Glossary

sigil

A leading symbol that classifies a name: $ for a variable, @ for a function, % for a hardware register alias. The sigil is part of the token, so the lexer never has to guess what a bare word means.

storage space

The memory region a value lives in: ram (SRAM), eeprom, or flash (program memory). It is declared explicitly and is part of a pointer’s type. See Memory model.

target

The microcontroller a program is compiled for, fixed by the top-level target declaration. It determines the register map, memory sizes, and interrupt vector table.
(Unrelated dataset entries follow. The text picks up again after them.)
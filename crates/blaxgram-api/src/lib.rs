//! HTTP layer of the Blaxgram backend: axum handlers over `blaxgram-db`.

pub mod auth;
pub mod bots;
pub mod chats;
mod convert;
pub mod error;
pub mod extract;
pub mod gift_links;
pub mod health;
pub mod messages;
pub mod middleware;
pub mod profile;
pub mod reactions;
pub mod xost_bots;

use axum::{
    Router,
    routing::{get, post},
};
use tracing::error;

use blaxgram_db::Database;

pub use auth::{AppState, AppStateInner};
pub use error::ApiError;

/// All `/api` routes. Everything except register, login and health sits
/// behind [`middleware::require_auth`].
pub fn router(state: AppState) -> Router {
    let public_routes = Router::new()
        .route("/api/register", post(auth::register))
        .route("/api/login", post(auth::login))
        .route("/api/health", get(health::health));

    let protected_routes = Router::new()
        .route("/api/chats", get(chats::list_chats).post(chats::create_chat))
        .route("/api/chats/{chat_id}/messages", get(messages::get_messages))
        .route("/api/messages", post(messages::send_message))
        .route("/api/messages/{message_id}/reactions", post(reactions::toggle_reaction))
        .route("/api/bots", get(bots::list_bots).post(bots::create_bot))
        .route("/api/gift-links", post(gift_links::create_gift_link))
        .route("/api/gift-links/{code}/activate", post(gift_links::activate_gift_link))
        .route("/api/xost-bots", get(xost_bots::list_xost_bots).post(xost_bots::create_xost_bot))
        .route("/api/user", get(profile::get_user).put(profile::update_user))
        .route("/api/user/stars", post(profile::adjust_stars))
        .route("/api/user/gifts", post(profile::purchase_gift))
        .route_layer(axum::middleware::from_fn_with_state(
            state.clone(),
            middleware::require_auth,
        ));

    Router::new()
        .merge(public_routes)
        .merge(protected_routes)
        .with_state(state)
}

/// Run blocking DB work off the async runtime.
pub(crate) async fn run_db<F, T>(state: &AppState, f: F) -> Result<T, ApiError>
where
    F: FnOnce(&Database) -> anyhow::Result<T> + Send + 'static,
    T: Send + 'static,
{
    let state = state.clone();
    tokio::task::spawn_blocking(move || f(&state.db))
        .await
        .map_err(|e| {
            error!("spawn_blocking join error: {}", e);
            ApiError::Internal(anyhow::anyhow!("blocking task failed: {}", e))
        })?
        .map_err(ApiError::from)
}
See Targets and conditional compilation.

register alias

A const %NAME: u16 = <addr> declaration binding a % name to a peripheral register’s I/O address for the current target.

intrinsic

A built-in @ operation recognised by the code generator that emits specific AVR instructions inline instead of being a real function call — for example @nop, @sei, @burn. See Compiler intrinsics.

ISR

Interrupt Service Routine: a handler bound to a hardware interrupt vector with the isr keyword. See Interrupts.

fixed-point

The representation used for fractional values in place of floating point. r8 is Q4.4 and r16 is Q8.8 — an integer scaled by a power of two. See Type system.

Q8.8

A fixed-point format with 8 integer bits and 8 fractional bits, stored as a 16-bit integer equal to the real value times 256. The type r16 and the std/math — Fixed-point math library use it.

intrinsic register argument

A literal register index (0–31) passed to a register-level intrinsic such as @swap, @movw, or @mul. It must be a compile-time constant, not a variable.

Intel HEX

The textual object format the compiler emits, describing AVR instruction words for flashing. The toolchain produces nothing else — no ELF, no linker step.